I raid militari si fecero più frequenti e nel maggio 1970 in 200 furono evacuati. Le grotte vennero dichiarate zona archeologica ma molti non si scoraggiarono e tornarono, accontentandosi di dormire sotto gli ulivi. Con i rampanti anni ’80 l’utopia fu monetizzata: d’improvviso nelle caverne c’era stato anche John Lennon. Matala resta una destinazione da non perdere, con un suo forte magnetismo, ma della storia che l’ha resa famosa sono rimasti i simboli di pace amore sulle magliette in serie. Uno Zalone chiederebbe: «Della Flower Power fate anche i borselli?».

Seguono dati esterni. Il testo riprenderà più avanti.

//! Transaction generation
//!
//! Builds synthetic orders by random selection over an in-memory menu.
//! The random source is always passed in, so a seeded `StdRng` makes runs
//! reproducible.
//!
//! For each transaction the generator draws, in order:
//! 1. a date, uniform over the millisecond window between the start and end
//!    dates, truncated to the calendar day
//! 2. an hour in `opening_hour..=last_order_hour` and a minute in `0..=59`
//! 3. a main item count in `1..=max_items_per_order`
//! 4. per main item: a category (add-ons excluded), an item, a quantity
//! 5. with `add_on_probability`, one add-on at quantity 1
//! 6. a payment method

use crate::types::{
    GeneratorError, MenuByCategory, MenuItem, PaymentMethod, Transaction, TransactionId,
    ADD_ON_CATEGORY,
};
use chrono::{Duration, NaiveDate, NaiveTime};
use rand::Rng;
use rust_decimal::{Decimal, RoundingStrategy};

const MILLIS_PER_DAY: i64 = 24 * 60 * 60 * 1000;

/// Parameters of the order model
#[derive(Debug, Clone, PartialEq)]
pub struct GenerationConfig {
    /// First possible transaction date
    pub start_date: NaiveDate,
    /// Last possible transaction date
    pub end_date: NaiveDate,
    /// Earliest hour of a transaction
    pub opening_hour: u32,
    /// Latest hour of a transaction (minutes still range over 0..=59)
    pub last_order_hour: u32,
    /// Upper bound of main items per order (at least 1)
    pub max_items_per_order: u32,
    /// Upper bound of the quantity per main item (at least 1)
    pub max_quantity: u32,
    /// Chance of appending one add-on to an order
    pub add_on_probability: f64,
    /// Category excluded from main selection and used for add-ons
    pub add_on_category: String,
}

impl Default for GenerationConfig {
    fn default() -> Self {
        // Calendar year 2023
        let start_date = NaiveDate::from_ymd_opt(2023, 1, 1).unwrap_or_default();
        let end_date = NaiveDate::from_ymd_opt(2023, 12, 31).unwrap_or(start_date);

        Self {
            start_date,
            end_date,
            opening_hour: 8,
            last_order_hour: 20,
            max_items_per_order: 3,
            max_quantity: 2,
            add_on_probability: 0.5,
            add_on_category: ADD_ON_CATEGORY.to_string(),
        }
    }
}

impl GenerationConfig {
    // Keeps every range non-empty and the probability inside [0, 1]
    fn normalized(mut self) -> Self {
        if self.end_date < self.start_date {
            self.end_date = self.start_date;
        }
        self.last_order_hour = self.last_order_hour.min(23);
        self.opening_hour = self.opening_hour.min(self.last_order_hour);
        self.max_items_per_order = self.max_items_per_order.max(1);
        self.max_quantity = self.max_quantity.max(1);
        self.add_on_probability = if self.add_on_probability.is_nan() {
            0.0
        } else {
            self.add_on_probability.clamp(0.0, 1.0)
        };
        self
    }
}

/// Random transaction generator over a fixed menu
#[derive(Debug, Clone)]
pub struct TransactionGenerator<'a> {
    menu: &'a MenuByCategory,
    config: GenerationConfig,
    main_categories: Vec<&'a str>,
    add_ons: &'a [MenuItem],
}

impl<'a> TransactionGenerator<'a> {
    /// Create a generator for `menu`
    ///
    /// # Errors
    ///
    /// Returns `GeneratorError::EmptyMenu` if no category other than the
    /// add-on category holds an item.
    pub fn new(menu: &'a MenuByCategory, config: GenerationConfig) -> Result<Self, GeneratorError> {
        let config = config.normalized();
        let main_categories = menu.main_categories(&config.add_on_category);

        if main_categories
            .iter()
            .all(|category| menu.items(category).is_empty())
        {
            return Err(GeneratorError::EmptyMenu {
                add_on_category: config.add_on_category,
            });
        }

        let add_ons = menu.add_ons(&config.add_on_category);

        Ok(Self {
            menu,
            config,
            main_categories,
            add_ons,
        })
    }

    pub fn config(&self) -> &GenerationConfig {
        &self.config
    }

    /// Generate `count` transactions with ids `1..=count`
    pub fn generate<R: Rng + ?Sized>(&self, count: u32, rng: &mut R) -> Vec<Transaction> {
        (1..=count).map(|id| self.generate_one(id, rng)).collect()
    }

    /// Generate a single transaction with the given id
    pub fn generate_one<R: Rng + ?Sized>(&self, id: TransactionId, rng: &mut R) -> Transaction {
        let date = self.random_date(rng);
        let time = self.random_time(rng);

        let item_count = rng.gen_range(1..=self.config.max_items_per_order);
        let mut items = Vec::with_capacity(item_count as usize + 1);
        let mut quantities = Vec::with_capacity(item_count as usize + 1);
        let mut total = Decimal::ZERO;

        for _ in 0..item_count {
            let category = self.main_categories[rng.gen_range(0..self.main_categories.len())];
            let candidates = self.menu.items(category);
            // An empty category contributes nothing to this slot
            if candidates.is_empty() {
                continue;
            }

            let item = &candidates[rng.gen_range(0..candidates.len())];
            let quantity = rng.gen_range(1..=self.config.max_quantity);
            items.push(item.name.clone());
            quantities.push(quantity);
            total += item.price * Decimal::from(quantity);
        }

        if rng.gen_bool(self.config.add_on_probability) && !self.add_ons.is_empty() {
            let add_on = &self.add_ons[rng.gen_range(0..self.add_ons.len())];
            items.push(add_on.name.clone());
            quantities.push(1);
            total += add_on.price;
        }

        let payment_method = PaymentMethod::ALL[rng.gen_range(0..PaymentMethod::ALL.len())];

        Transaction {
            id,
            date,
            time,
            items,
            quantities,
            total_price: total.round_dp_with_strategy(2, RoundingStrategy::MidpointAwayFromZero),
            payment_method,
        }
    }

    fn random_date<R: Rng + ?Sized>(&self, rng: &mut R) -> NaiveDate {
        let span_ms = (self.config.end_date - self.config.start_date).num_milliseconds();
        let offset_ms = rng.gen_range(0..=span_ms);
        self.config.start_date + Duration::days(offset_ms / MILLIS_PER_DAY)
    }

    fn random_time<R: Rng + ?Sized>(&self, rng: &mut R) -> NaiveTime {
        let hour = rng.gen_range(self.config.opening_hour..=self.config.last_order_hour);
        let minute = rng.gen_range(0..60u32);
        NaiveTime::default() + Duration::minutes(i64::from(hour * 60 + minute))
    }
}

/// Generate `count` transactions over `menu` with the default order model
pub fn generate<R: Rng + ?Sized>(
    menu: &MenuByCategory,
    count: u32,
    rng: &mut R,
) -> Result<Vec<Transaction>, GeneratorError> {
    let generator = TransactionGenerator::new(menu, GenerationConfig::default())?;
    Ok(generator.generate(count, rng))
}
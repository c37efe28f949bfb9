//! Single-shot timers.

use std::{fmt::Debug, time::Duration};

use tokio::{runtime::Handle, task::AbortHandle};

use crate::Error;

/// A callback to run once a timer fires.
pub type TimerCallback = Box<dyn FnOnce() + Send + 'static>;

/// Schedules single-shot callbacks.
///
/// Implementations must not run `callback` before `schedule` returns, nor once the returned
/// [TimerHandle] has been cancelled, if the cancellation happened before the callback started.
pub trait Scheduler: Debug + Send + Sync + 'static {
    /// Run `callback` after `delay`.
    fn schedule(&self, delay: Duration, callback: TimerCallback) -> TimerHandle;
}

/// An armed timer.
///
/// Dropping the handle does *not* cancel the timer.
#[derive(Debug)]
pub struct TimerHandle {
    inner: HandleInner,
}

enum HandleInner {
    Task(AbortHandle),
    Custom(Box<dyn FnOnce() + Send + 'static>),
}

/// Spawns a Tokio task per timer.
#[derive(Debug, Clone)]
pub struct TokioScheduler {
    runtime: Handle,
}

impl TimerHandle {
    /// A handle which cancels a timer by calling `cancel`.
    ///
    /// For [Scheduler]s not backed by Tokio tasks.
    pub fn from_fn(cancel: impl FnOnce() + Send + 'static) -> Self {
        Self {
            inner: HandleInner::Custom(Box::new(cancel)),
        }
    }

    /// Stop the timer from firing.
    pub fn cancel(self) {
        match self.inner {
            HandleInner::Task(task) => task.abort(),
            HandleInner::Custom(cancel) => cancel(),
        }
    }
}

impl Debug for HandleInner {
    fn fmt(&self, f: &mut std::fmt::Formatter<'_>) -> std::fmt::Result {
        match self {
            Self::Task(_) => f.write_str("Task"),
            Self::Custom(_) => f.write_str("Custom"),
        }
    }
}

impl TokioScheduler {
    /// Schedule timers on the given runtime.
    pub fn new(runtime: Handle) -> Self {
        Self { runtime }
    }

    /// Schedule timers on the runtime we're currently running in.
    pub fn current() -> Result<Self, Error> {
        Handle::try_current()
            .map(Self::new)
            .map_err(|_| Error::NoRuntime)
    }
}

impl Scheduler for TokioScheduler {
    fn schedule(&self, delay: Duration, callback: TimerCallback) -> TimerHandle {
        let task = self.runtime.spawn(async move {
            tokio::time::sleep(delay).await;
            callback();
        });

        TimerHandle {
            inner: HandleInner::Task(task.abort_handle()),
        }
    }
}
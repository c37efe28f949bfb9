//! Serializable settings for the wrappers.
//!
//! These are meant to be embedded in an application's own configuration, e.g.
//!
//! ```toml
//! [search_box]
//! wait_ms = 250
//! immediate = false
//! ```

use std::time::Duration;

use conv::ValueFrom;
use serde::{Deserialize, Serialize};

use crate::Error;

/// Settings for a [Debounced](crate::Debounced) wrapper.
#[derive(Debug, Clone, Copy, Default, PartialEq, Eq, Serialize, Deserialize)]
#[serde(default)]
pub struct DebounceConfig {
    /// Quiet period, in milliseconds.
    pub wait_ms: i64,
    /// Run on the leading edge of a burst instead of the trailing edge.
    pub immediate: bool,
}

/// Settings for a [Throttled](crate::Throttled) wrapper.
#[derive(Debug, Clone, Copy, Default, PartialEq, Eq, Serialize, Deserialize)]
#[serde(default)]
pub struct ThrottleConfig {
    /// Minimum time between executions, in milliseconds.
    pub wait_ms: i64,
}

impl DebounceConfig {
    /// The quiet period.
    ///
    /// Fails if `wait_ms` is negative.
    pub fn wait(&self) -> Result<Duration, Error> {
        wait_from_millis(self.wait_ms)
    }
}

impl ThrottleConfig {
    /// The throttling interval.
    ///
    /// Fails if `wait_ms` is negative.
    pub fn wait(&self) -> Result<Duration, Error> {
        wait_from_millis(self.wait_ms)
    }
}

/// Convert a signed millisecond count into a wait interval.
///
/// Negative values are rejected rather than clamped to zero.
pub fn wait_from_millis(ms: i64) -> Result<Duration, Error> {
    u64::value_from(ms)
        .map(Duration::from_millis)
        .map_err(|_| Error::NegativeWait(ms))
}
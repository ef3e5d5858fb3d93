//! Aggregate service façade for the crate.
//!
//! `VmwareRestService` owns the `VsphereClient` and exposes every resource
//! operation behind one connection. Hosts share it as
//! `VmwareRestServiceState = Arc<Mutex<VmwareRestService>>`.

use crate::error::{VmwareError, VmwareResult};
use crate::reconcile::ReconcileOptions;
use crate::resources::resource_pool::{self, ResourcePoolInfoParams, ResourcePoolParams};
use crate::resources::scsi_adapter::{self, ScsiAdapterInfoParams, ScsiAdapterParams};
use crate::types::*;
use crate::vsphere::VsphereClient;

use std::sync::Arc;
use tokio::sync::Mutex;

/// Thread-safe handle shared by the host.
pub type VmwareRestServiceState = Arc<Mutex<VmwareRestService>>;

/// Top-level service holding the vCenter session.
#[derive(Default)]
pub struct VmwareRestService {
    client: Option<VsphereClient>,
    options: ReconcileOptions,
}

impl VmwareRestService {
    /// Create a new (disconnected) service.
    pub fn new() -> Self {
        Self::default()
    }

    pub fn with_options(mut self, options: ReconcileOptions) -> Self {
        self.options = options;
        self
    }

    pub fn into_state(self) -> VmwareRestServiceState {
        Arc::new(Mutex::new(self))
    }

    /// Whether we have an active vSphere session.
    pub fn is_connected(&self) -> bool {
        self.client
            .as_ref()
            .map(|c| c.is_connected())
            .unwrap_or(false)
    }

    fn require_client(&self) -> VmwareResult<&VsphereClient> {
        self.client
            .as_ref()
            .filter(|c| c.is_connected())
            .ok_or_else(|| VmwareError::connection("Not connected to vCenter. Call connect first."))
    }

    // ── Connection ──────────────────────────────────────────────────

    /// Connect to a vCenter. Unset parameters come from `VMWARE_*`.
    pub async fn connect(&mut self, config: ConnectionConfig) -> VmwareResult<VsphereSession> {
        let config = config.with_env_fallback()?;
        let client = VsphereClient::new(&config)?;
        self.connect_client(client).await
    }

    /// Log in with an already-built client and keep it.
    pub async fn connect_client(&mut self, mut client: VsphereClient) -> VmwareResult<VsphereSession> {
        if let Some(mut previous) = self.client.take() {
            previous.logout().await?;
        }
        let session_id = client.login().await?;
        let config = client.config();
        let session = VsphereSession {
            hostname: config.hostname.clone(),
            username: config.username.clone(),
            session_id,
            connected_at: chrono::Utc::now().to_rfc3339(),
        };
        log::info!("connected to {} as {}", session.hostname, session.username);
        self.client = Some(client);
        Ok(session)
    }

    /// Disconnect from vCenter.
    pub async fn disconnect(&mut self) -> VmwareResult<()> {
        if let Some(ref mut client) = self.client {
            client.logout().await?;
        }
        self.client = None;
        Ok(())
    }

    /// Check if the session is still valid.
    pub async fn check_session(&self) -> VmwareResult<bool> {
        if let Some(ref client) = self.client {
            client.check_session().await
        } else {
            Ok(false)
        }
    }

    /// Get current config (without password).
    pub fn get_config(&self) -> Option<ConnectionConfigSafe> {
        self.client.as_ref().map(|c| {
            let cfg = c.config();
            ConnectionConfigSafe {
                hostname: cfg.hostname.clone(),
                port: cfg.port,
                username: cfg.username.clone(),
                validate_certs: cfg.verifies_certs(),
            }
        })
    }

    // ── Resource pools ──────────────────────────────────────────────

    pub async fn resource_pool(&self, params: &ResourcePoolParams) -> VmwareResult<OperationResult> {
        let c = self.require_client()?;
        resource_pool::reconcile(c, params, self.options).await
    }

    pub async fn resource_pool_info(
        &self,
        params: &ResourcePoolInfoParams,
    ) -> VmwareResult<OperationResult> {
        let c = self.require_client()?;
        resource_pool::info(c, params).await
    }

    // ── SCSI adapters ───────────────────────────────────────────────

    pub async fn scsi_adapter(&self, params: &ScsiAdapterParams) -> VmwareResult<OperationResult> {
        let c = self.require_client()?;
        scsi_adapter::reconcile(c, params, self.options).await
    }

    pub async fn scsi_adapter_info(
        &self,
        params: &ScsiAdapterInfoParams,
    ) -> VmwareResult<OperationResult> {
        let c = self.require_client()?;
        scsi_adapter::info(c, params).await
    }
}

Gli abitanti sembrano quasi vergognarsi della reputazione di ex colonia hippie, pur sfruttandola in ogni modo. L’immagine più eloquente è il maggiolone piazzato davanti al bancomat. Se si vuole stare defilati, bisogna spostarsi di quattro chilometri, alla naturista Komos, dove lo spartano bar Karibou offre amache e silenzio. Il buon Stelios, che faceva esibire la Mitchell al suo locale e la andava a trovare in grotta per ungerle la voce di vino resinato, ha seguito il cammino hippie a ritroso, dopo aver scontato due anni di galera per il suo impeto rivoluzionario: si è trasferito in California, ha una catena di cibi bio e costruisce pozzi in Africa. È andata così: chi ha ceduto al sistema che combatteva e chi ha accettato di entrarci per contaminarlo con i suoi ideali. Per tutti, indistintamente, fu un’esperienza trasformativa. Difficile rintracciare chi c’era. Nessuno usava il nome vero: il tizio con la barba era Nettuno, Eric il danese divideva la grotta con l’afghano Fuji e il Buzz rientrato da Saigon. Alcuni si cercano, si raccontano sul sito dell’olandese Elzo Smid e si riuniscono durante il festival. Non amano il mito di Matala perché per loro fu realtà, per quanto a scadenza. Mimetizzati fra i turisti, quei ragazzi dei ’60 sospinti da sogni grandiosi, tornano ma senza farsi notare, con storie di magia diventata nostalgia.